Les recherches menées à ce sujet montrent que la perception des rétractations comme des actes de tromperie intentionnelle varie selon l'alignement idéologique des individus. Dans une étude, des participants démocrates ont majoritairement estimé que l'article de Fox News sur Seth Rich était un acte de tromperie délibérée, un sentiment également observé chez ceux qui pensaient que d'autres histoires rétractées, comme celle de Michael Flynn, étaient une tentative de manipulation politique. De même, les républicains ont été tout aussi enclins à interpréter certaines rétractations comme des mensonges intentionnels, ce qui souligne que ces attributions ne se limitent pas à un seul groupe politique.
Cette polarisation idéologique dans la perception des erreurs médiatiques révèle un aspect fondamental de la psychologie humaine : notre propension à interpréter les événements en fonction de nos croyances préexistantes.
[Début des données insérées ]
impl<G: PosGateway> PosTerminal<G> {
    pub fn new(gateway: G, held: Arc<dyn HeldSaleRepository>, config: &PosConfig) -> Self {
        PosTerminal {
            gateway,
            held,
            session: PosSession::default(),
            phase: PaymentPhase::Idle,
            tax_rate: config.tax_rate(),
            channel: SalesChannel::Pos,
            realtime: None,
        }
    }

    /// Publishes `CustomerSelected` / `CustomerCleared` on `channel` whenever
    /// the cashier changes the customer.
    pub fn with_realtime(mut self, channel: RealtimeChannel) -> Self {
        self.realtime = Some(channel);
        self
    }

    // =========================================================================
    // Read Access
    // =========================================================================

    pub fn gateway(&self) -> &G {
        &self.gateway
    }

    pub fn realtime(&self) -> Option<&RealtimeChannel> {
        self.realtime.as_ref()
    }

    pub fn session(&self) -> &PosSession {
        &self.session
    }

    pub fn customer(&self) -> Option<&Customer> {
        self.session.customer()
    }

    pub fn items(&self) -> &[LineItem] {
        self.session.cart().items()
    }

    pub fn phase(&self) -> &PaymentPhase {
        &self.phase
    }

    pub fn tax_rate(&self) -> TaxRate {
        self.tax_rate
    }

    pub fn totals(&self) -> PriceBreakdown {
        self.session.pricing(self.tax_rate)
    }

    // =========================================================================
    // Customer
    // =========================================================================

    pub fn select_customer(&mut self, customer: Customer) {
        self.bind_customer(customer.clone());
        self.publish(RealtimeEvent::CustomerSelected { customer });
    }

    pub fn clear_customer(&mut self) -> Option<Customer> {
        let cleared = self.unbind_customer();
        if cleared.is_some() {
            self.publish(RealtimeEvent::CustomerCleared);
        }
        cleared
    }

    fn bind_customer(&mut self, customer: Customer) {
        info!(customer_id = %customer.id, "Customer selected");
        self.session.select_customer(customer);
    }

    fn unbind_customer(&mut self) -> Option<Customer> {
        let cleared = self.session.clear_customer();
        if let Some(ref c) = cleared {
            info!(customer_id = %c.id, "Customer cleared");
        }
        cleared
    }

    /// Starts an empty session, announcing the customer going away.
    fn reset_session(&mut self) {
        let was_bound = self.session.is_bound();
        self.session.reset();
        if was_bound {
            self.publish(RealtimeEvent::CustomerCleared);
        }
    }

    fn publish(&self, event: RealtimeEvent) {
        if let Some(channel) = &self.realtime {
            channel.publish(event);
        }
    }

    // =========================================================================
    // Cart
    // =========================================================================

    pub fn add_product(&mut self, product: &CatalogProduct) -> PosResult<LineItem> {
        let line = self.session.add_item(product)?.clone();
        debug!(product_id = %line.product_id, quantity = line.quantity, "Item added");
        Ok(line)
    }

    /// Looks the barcode up and adds one unit.
    pub async fn scan_barcode(&mut self, code: &str) -> PosResult<LineItem> {
        self.session.ensure_bound()?;

        let code = code.trim();
        let product = self
            .gateway
            .product_by_barcode(code)
            .await?
            .ok_or_else(|| PosError::UnknownBarcode(code.to_string()))?;

        self.add_product(&product)
    }

    /// Adds a product picked from the search grid, re-reading its stock.
    pub async fn add_by_id(&mut self, product_id: &str) -> PosResult<LineItem> {
        self.session.ensure_bound()?;

        let product = self
            .gateway
            .product_by_id(product_id)
            .await?
            .filter(|p| p.is_active)
            .ok_or_else(|| {
                PosError::Database(DbError::not_found("Product", product_id))
            })?;

        self.add_product(&product)
    }

    /// `Ok(None)` when the line dropped to zero and was removed.
    pub fn change_quantity(&mut self, line_id: &str, delta: i64) -> PosResult<Option<i64>> {
        Ok(self.session.change_quantity(line_id, delta)?)
    }

    pub fn remove_item(&mut self, line_id: &str) -> Option<LineItem> {
        self.session.remove_item(line_id)
    }

    // =========================================================================
    // Discounts & Coupons
    // =========================================================================

    /// Manual discount. An applied coupon still takes precedence.
    pub fn set_discount(&mut self, discount: DiscountSpec) -> PosResult<PriceBreakdown> {
        match discount {
            DiscountSpec::Percentage { bps } if bps > 10_000 => {
                return Err(ValidationError::OutOfRange {
                    field: "discount".into(),
                    min: 0,
                    max: 10_000,
                }
                .into());
            }
            DiscountSpec::FixedAmount { amount } if amount.is_negative() => {
                return Err(ValidationError::MustBePositive {
                    field: "discount".into(),
                }
                .into());
            }
            _ => {}
        }

        self.session.set_discount(discount);
        Ok(self.totals())
    }

    pub fn clear_discount(&mut self) {
        self.session.clear_discount();
    }

    /// Looks the code up and makes it the active discount.
    ///
    /// ## Errors
    /// - `CouponError::Invalid` for unknown or inactive codes
    /// - `CouponError::NotEligibleForChannel` for online-only codes
    /// - `CouponError::Expired`
    pub async fn apply_coupon(&mut self, code: &str) -> PosResult<Coupon> {
        let code = normalize_coupon_code(code)?;

        let coupon = self
            .gateway
            .coupon_by_code(&code)
            .await?
            .ok_or_else(|| CouponError::Invalid(code.clone()))?;

        validate_coupon(&coupon, self.channel, Utc::now())?;

        info!(code = %coupon.code, "Coupon applied");
        self.session.apply_coupon(coupon.clone());
        Ok(coupon)
    }

    pub fn remove_coupon(&mut self) -> Option<Coupon> {
        self.session.remove_coupon()
    }

    pub fn select_payment(&mut self, payment: PaymentSelection) {
        self.session.select_payment(payment);
    }

    // =========================================================================
    // Hold / Resume
    // =========================================================================

    /// Sets the current sale aside and starts a fresh one.
    pub fn hold(&mut self, label: Option<&str>) -> PosResult<HeldSaleSummary> {
        let snapshot = self.session.snapshot_for_hold()?;
        let sale = HeldSale::new(label, snapshot, Utc::now());
        let summary = sale.summary(self.tax_rate);

        self.held.put(sale)?;
        self.reset_session();
        self.phase = PaymentPhase::Idle;

        info!(id = %summary.id, label = %summary.label, "Sale held");
        Ok(summary)
    }

    /// Restores a held sale, replacing the active session. Absent ids are a no-op.
    pub fn resume(&mut self, id: &str) -> PosResult<Option<HeldSaleSummary>> {
        let Some(sale) = self.held.delete(id)? else {
            debug!(id = %id, "Nothing held under this id");
            return Ok(None);
        };

        if !self.session.cart().is_empty() {
            warn!(
                lines = self.session.cart().item_count(),
                "Resuming over a non-empty cart; active lines discarded"
            );
        }

        let summary = sale.summary(self.tax_rate);
        self.session = PosSession::from_snapshot(sale.snapshot);
        self.phase = PaymentPhase::Idle;
        match self.session.customer() {
            Some(customer) => self.publish(RealtimeEvent::CustomerSelected {
                customer: customer.clone(),
            }),
            None => self.publish(RealtimeEvent::CustomerCleared),
        }

        info!(id = %summary.id, label = %summary.label, "Sale resumed");
        Ok(Some(summary))
    }

    /// Returns false when nothing was held under `id`.
    pub fn delete_held(&mut self, id: &str) -> PosResult<bool> {
        Ok(self.held.delete(id)?.is_some())
    }

    /// Newest first.
    pub fn held_sales(&self) -> PosResult<Vec<HeldSaleSummary>> {
        Ok(self
            .held
            .list()?
            .iter()
            .map(|sale| sale.summary(self.tax_rate))
            .collect())
    }

    /// Drops the active sale without recording it.
    pub fn new_sale(&mut self) {
        self.reset_session();
        self.phase = PaymentPhase::Idle;
    }

    // =========================================================================
    // Payment
    // =========================================================================

    /// Finalizes the sale with the selected payment.
    ///
    /// `walk_in` is only read when no customer is bound.
    pub async fn complete(&mut self, walk_in: Option<CustomerContact>) -> PosResult<SaleReceipt> {
        self.phase = PaymentPhase::Processing;

        match self.finalize(walk_in.as_ref()).await {
            Ok(receipt) => {
                info!(
                    order_number = %receipt.order_number,
                    total = %receipt.totals.total,
                    "Sale completed"
                );
                self.reset_session();
                self.phase = PaymentPhase::Idle;
                Ok(receipt)
            }
            Err(e) => {
                warn!(error = %e, "Sale failed");
                self.phase = PaymentPhase::Failed {
                    reason: e.to_string(),
                };
                Err(e)
            }
        }
    }

    async fn finalize(&self, walk_in: Option<&CustomerContact>) -> PosResult<SaleReceipt> {
        let cart = self.session.cart();
        if cart.is_empty() {
            return Err(CoreError::EmptyCart.into());
        }

        let totals = self.totals();
        let payment = *self.session.payment();

        // Checked before a walk-in customer is created
        if payment.method == PaymentMethod::Split {
            storefront_core::order::verify_split(&payment.split, totals.total)?;
        }

        let customer = match self.session.customer() {
            Some(c) => c.clone(),
            None => self.resolve_walk_in(walk_in).await?,
        };

        let sale = FinalizedSale::assemble(
            SaleDraft {
                items: cart.items(),
                customer_id: &customer.id,
                coupon: self.session.coupon(),
                payment: &payment,
                totals: &totals,
                channel: self.channel,
            },
            Utc::now(),
        )?;

        debug!(
            order_id = %sale.order.id,
            lines = sale.items.len(),
            payments = sale.payments.len(),
            "Submitting sale"
        );
        self.gateway.record_sale(&sale).await?;

        let coupon_code = sale
            .redemption
            .as_ref()
            .and(self.session.coupon())
            .map(|c| c.code.clone());

        Ok(SaleReceipt {
            order_id: sale.order.id,
            order_number: sale.order.order_number,
            customer_name: customer.name,
            items: sale.items,
            totals,
            payments: sale.payments,
            coupon_code,
        })
    }

    /// Finds the walk-in by phone, creating the record on first visit.
    async fn resolve_walk_in(&self, contact: Option<&CustomerContact>) -> PosResult<Customer> {
        let contact = contact
            .filter(|c| !c.phone.trim().is_empty())
            .ok_or_else(|| CoreError::MissingCustomerContact {
                field: "phone".into(),
            })?;

        let has_email = contact
            .email
            .as_deref()
            .is_some_and(|e| !e.trim().is_empty());
        if !has_email {
            return Err(CoreError::MissingCustomerContact {
                field: "email".into(),
            }
            .into());
        }

        validate_customer_contact(contact)?;
        let phone = normalize_phone(&contact.phone)?;

        if let Some(existing) = self.gateway.customer_by_phone(&phone).await? {
            debug!(customer_id = %existing.id, "Walk-in matched existing customer");
            return Ok(existing);
        }

        let customer = Customer {
            id: Uuid::new_v4().to_string(),
            name: contact
                .name
                .as_deref()
                .map(str::trim)
                .filter(|n| !n.is_empty())
                .unwrap_or(WALK_IN_NAME)
                .to_string(),
            phone,
            email: contact.email.as_deref().map(|e| e.trim().to_string()),
            created_at: Utc::now(),
        };

        self.gateway.create_customer(&customer).await?;
        info!(customer_id = %customer.id, "Walk-in customer created");
        Ok(customer)
    }

    // =========================================================================
    // Realtime
    // =========================================================================

    /// Applies one pushed event. Customer events win over the local binding
    /// and are not published back out.
    pub async fn apply_realtime(&mut self, event: RealtimeEvent) -> PosResult<()> {
        match event {
            RealtimeEvent::CustomerSelected { customer } => self.bind_customer(customer),
            RealtimeEvent::CustomerCleared => {
                self.unbind_customer();
            }
            RealtimeEvent::BarcodeScanned { code } => {
                self.scan_barcode(&code).await?;
            }
        }
        Ok(())
    }

    /// Applies events until the channel closes. Failed events are logged and skipped.
    pub async fn follow_realtime(&mut self, mut subscription: RealtimeSubscription) {
        while let Some(event) = subscription.next().await {
            if let Err(e) = self.apply_realtime(event).await {
                warn!(error = %e, "Realtime event rejected");
            }
        }
        debug!("Realtime channel closed");
    }
}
Cette tendance à voir les erreurs comme des actes de malveillance plutôt que comme des accidents ou des erreurs de jugement peut être liée à notre besoin de maintenir un sens de contrôle et d'ordre dans un monde de plus en plus chaotique. Il est donc essentiel de reconnaître que ces attributions d'intentions malveillantes ne sont pas seulement le produit d'une réflexion rationnelle, mais aussi d'un besoin émotionnel de maintenir un certain degré de prévisibilité et de sécurité dans nos vies.
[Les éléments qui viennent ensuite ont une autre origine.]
//! # Finalized Sale Assembly
//!
//! Turns a priced session into the rows the order store persists.
//!
//! ## What Gets Written
//! ```text
//! ┌─────────────────────────────────────────────────────────────────────────┐
//! │  FinalizedSale                                                          │
//! │  ├── Order             header: number, customer, totals, channel        │
//! │  ├── OrderItem × n     frozen name/SKU/price per cart line              │
//! │  ├── StockMovement × n negative quantity per line (reason: sale)        │
//! │  ├── PaymentRecord     one row, or two for a split tender               │
//! │  └── CouponRedemption  only when a coupon priced the sale               │
//! └─────────────────────────────────────────────────────────────────────────┘
//! ```
//!
//! Assembly is pure; nothing here touches the database.

use chrono::{DateTime, Utc};
use serde::{Deserialize, Serialize};
use ts_rs::TS;
use uuid::Uuid;

use crate::cart::LineItem;
use crate::error::{CoreError, CoreResult};
use crate::money::Money;
use crate::pricing::{DiscountSource, PriceBreakdown};
use crate::types::{Coupon, PaymentMethod, PaymentSelection, SalesChannel, SplitAmounts, TenderMethod};
use crate::SPLIT_TOLERANCE_PAISE;

// =============================================================================
// Rows
// =============================================================================

#[derive(Debug, Clone, PartialEq, Eq, Serialize, Deserialize, TS)]
#[cfg_attr(feature = "sqlx", derive(sqlx::FromRow))]
#[ts(export)]
pub struct Order {
    pub id: String,
    pub order_number: String,
    pub customer_id: String,
    pub channel: SalesChannel,
    pub payment_method: PaymentMethod,
    pub subtotal_paise: i64,
    pub discount_paise: i64,
    pub tax_paise: i64,
    pub total_paise: i64,
    pub coupon_id: Option<String>,
    #[ts(as = "String")]
    pub created_at: DateTime<Utc>,
}

impl Order {
    pub fn total(&self) -> Money {
        Money::from_paise(self.total_paise)
    }
}

/// Snapshot pattern: product details are frozen at time of sale.
#[derive(Debug, Clone, PartialEq, Eq, Serialize, Deserialize, TS)]
#[cfg_attr(feature = "sqlx", derive(sqlx::FromRow))]
#[ts(export)]
pub struct OrderItem {
    pub id: String,
    pub order_id: String,
    pub product_id: String,
    pub sku_snapshot: Option<String>,
    pub name_snapshot: String,
    pub unit_price_paise: i64,
    pub quantity: i64,
    pub line_total_paise: i64,
}

#[derive(Debug, Clone, Copy, PartialEq, Eq, Serialize, Deserialize, TS)]
#[cfg_attr(feature = "sqlx", derive(sqlx::Type))]
#[cfg_attr(feature = "sqlx", sqlx(rename_all = "lowercase"))]
#[ts(export)]
#[serde(rename_all = "snake_case")]
pub enum MovementReason {
    Sale,
    Import,
    Adjustment,
}

/// Signed inventory change; sales are negative.
#[derive(Debug, Clone, PartialEq, Eq, Serialize, Deserialize, TS)]
#[cfg_attr(feature = "sqlx", derive(sqlx::FromRow))]
#[ts(export)]
pub struct StockMovement {
    pub id: String,
    pub product_id: String,
    pub order_id: Option<String>,
    pub quantity_delta: i64,
    pub reason: MovementReason,
    #[ts(as = "String")]
    pub created_at: DateTime<Utc>,
}

impl StockMovement {
    pub fn new(
        product_id: impl Into<String>,
        order_id: Option<String>,
        quantity_delta: i64,
        reason: MovementReason,
        now: DateTime<Utc>,
    ) -> Self {
        StockMovement {
            id: Uuid::new_v4().to_string(),
            product_id: product_id.into(),
            order_id,
            quantity_delta,
            reason,
            created_at: now,
        }
    }
}

#[derive(Debug, Clone, PartialEq, Eq, Serialize, Deserialize, TS)]
#[cfg_attr(feature = "sqlx", derive(sqlx::FromRow))]
#[ts(export)]
pub struct PaymentRecord {
    pub id: String,
    pub order_id: String,
    pub method: TenderMethod,
    pub amount_paise: i64,
    #[ts(as = "String")]
    pub created_at: DateTime<Utc>,
}

#[derive(Debug, Clone, PartialEq, Eq, Serialize, Deserialize, TS)]
#[cfg_attr(feature = "sqlx", derive(sqlx::FromRow))]
#[ts(export)]
pub struct CouponRedemption {
    pub id: String,
    pub coupon_id: String,
    pub order_id: String,
    pub customer_id: String,
    pub discount_paise: i64,
    #[ts(as = "String")]
    pub created_at: DateTime<Utc>,
}

// =============================================================================
// Finalized Sale
// =============================================================================

#[derive(Debug, Clone, PartialEq, Eq, Serialize, Deserialize)]
pub struct FinalizedSale {
    pub order: Order,
    pub items: Vec<OrderItem>,
    pub movements: Vec<StockMovement>,
    pub payments: Vec<PaymentRecord>,
    pub redemption: Option<CouponRedemption>,
}

/// Inputs to [`FinalizedSale::assemble`], borrowed from the session.
#[derive(Debug, Clone, Copy)]
pub struct SaleDraft<'a> {
    pub items: &'a [LineItem],
    pub customer_id: &'a str,
    pub coupon: Option<&'a Coupon>,
    pub payment: &'a PaymentSelection,
    pub totals: &'a PriceBreakdown,
    pub channel: SalesChannel,
}

impl FinalizedSale {
    /// Builds every row for a completed sale.
    ///
    /// ## Errors
    /// - `EmptyCart` when there are no lines
    /// - `SplitMismatch` when a split tender does not add up to the total
    pub fn assemble(draft: SaleDraft<'_>, now: DateTime<Utc>) -> CoreResult<Self> {
        if draft.items.is_empty() {
            return Err(CoreError::EmptyCart);
        }

        let totals = draft.totals;
        let payment = draft.payment;

        if payment.method == PaymentMethod::Split {
            verify_split(&payment.split, totals.total)?;
        }

        let order_id = Uuid::new_v4().to_string();
        // Only a coupon that actually priced the sale is redeemed
        let coupon = draft
            .coupon
            .filter(|_| totals.discount_source == DiscountSource::Coupon);

        let order = Order {
            id: order_id.clone(),
            order_number: generate_order_number(now),
            customer_id: draft.customer_id.to_string(),
            channel: draft.channel,
            payment_method: payment.method,
            subtotal_paise: totals.subtotal.paise(),
            discount_paise: totals.discount.paise(),
            tax_paise: totals.tax.paise(),
            total_paise: totals.total.paise(),
            coupon_id: coupon.map(|c| c.id.clone()),
            created_at: now,
        };

        let items = draft
            .items
            .iter()
            .map(|line| OrderItem {
                id: Uuid::new_v4().to_string(),
                order_id: order_id.clone(),
                product_id: line.product_id.clone(),
                sku_snapshot: line.sku.clone(),
                name_snapshot: line.name.clone(),
                unit_price_paise: line.unit_price.paise(),
                quantity: line.quantity,
                line_total_paise: line.line_total().paise(),
            })
            .collect();

        let movements = draft
            .items
            .iter()
            .map(|line| {
                StockMovement::new(
                    line.product_id.clone(),
                    Some(order_id.clone()),
                    -line.quantity,
                    MovementReason::Sale,
                    now,
                )
            })
            .collect();

        let payments = payment_rows(&order_id, payment, totals.total, now);

        let redemption = coupon.map(|c| CouponRedemption {
            id: Uuid::new_v4().to_string(),
            coupon_id: c.id.clone(),
            order_id: order_id.clone(),
            customer_id: draft.customer_id.to_string(),
            discount_paise: totals.discount.paise(),
            created_at: now,
        });

        Ok(FinalizedSale {
            order,
            items,
            movements,
            payments,
            redemption,
        })
    }
}

/// Split tender must add up to the amount due.
pub fn verify_split(split: &SplitAmounts, total: Money) -> CoreResult<()> {
    if split.cash.is_negative() || split.other.is_negative() {
        return Err(CoreError::SplitMismatch {
            expected: total,
            received: split.total(),
        });
    }

    if (split.total() - total).paise().abs() >= SPLIT_TOLERANCE_PAISE {
        return Err(CoreError::SplitMismatch {
            expected: total,
            received: split.total(),
        });
    }

    Ok(())
}

fn payment_rows(
    order_id: &str,
    payment: &PaymentSelection,
    total: Money,
    now: DateTime<Utc>,
) -> Vec<PaymentRecord> {
    let row = |method: TenderMethod, amount: Money| PaymentRecord {
        id: Uuid::new_v4().to_string(),
        order_id: order_id.to_string(),
        method,
        amount_paise: amount.paise(),
        created_at: now,
    };

    match payment.method {
        PaymentMethod::Cash => vec![row(TenderMethod::Cash, total)],
        PaymentMethod::Upi => vec![row(TenderMethod::Upi, total)],
        PaymentMethod::Card => vec![row(TenderMethod::Card, total)],
        PaymentMethod::Split => {
            let split = &payment.split;
            let mut rows = Vec::with_capacity(2);
            if split.cash.is_positive() {
                rows.push(row(TenderMethod::Cash, split.cash));
            }
            if split.other.is_positive() {
                rows.push(row(split.other_method, split.other));
            }
            rows
        }
    }
}

/// Order number: `POS-YYMMDD-HHMMSS-NNNN`.
fn generate_order_number(now: DateTime<Utc>) -> String {
    let suffix = (Uuid::new_v4().as_u128() % 10_000) as u16;
    format!("POS-{}-{:04}", now.format("%y%m%d-%H%M%S"), suffix)
}

// =============================================================================
// Receipt
// =============================================================================

/// What the terminal shows after a successful sale.
#[derive(Debug, Clone, PartialEq, Eq, Serialize, Deserialize, TS)]
#[ts(export)]
pub struct SaleReceipt {
    pub order_id: String,
    pub order_number: String,
    pub customer_name: String,
    pub items: Vec<OrderItem>,
    pub totals: PriceBreakdown,
    pub payments: Vec<PaymentRecord>,
    pub coupon_code: Option<String>,
}

// =============================================================================
// Unit Tests
// =============================================================================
Cela soulève une question importante : dans quelle mesure pouvons-nous démêler les véritables intentions des médias et de leurs acteurs ? Les journalistes eux-mêmes sont parfois pris dans des dynamiques complexes où le désir de rapporter une histoire rapidement entre en conflit avec la nécessité d'une vérification approfondie des faits. Cependant, le public, influencé par ses convictions personnelles et son besoin de structure, pourrait bien être plus enclin à voir des erreurs de reportage comme des manœuvres délibérées plutôt que comme de simples fautes professionnelles. Cette tendance à l'attribution de la tromperie peut ainsi avoir des conséquences profondes sur la manière dont les informations sont consommées et interprétées à travers le prisme des croyances idéologiques.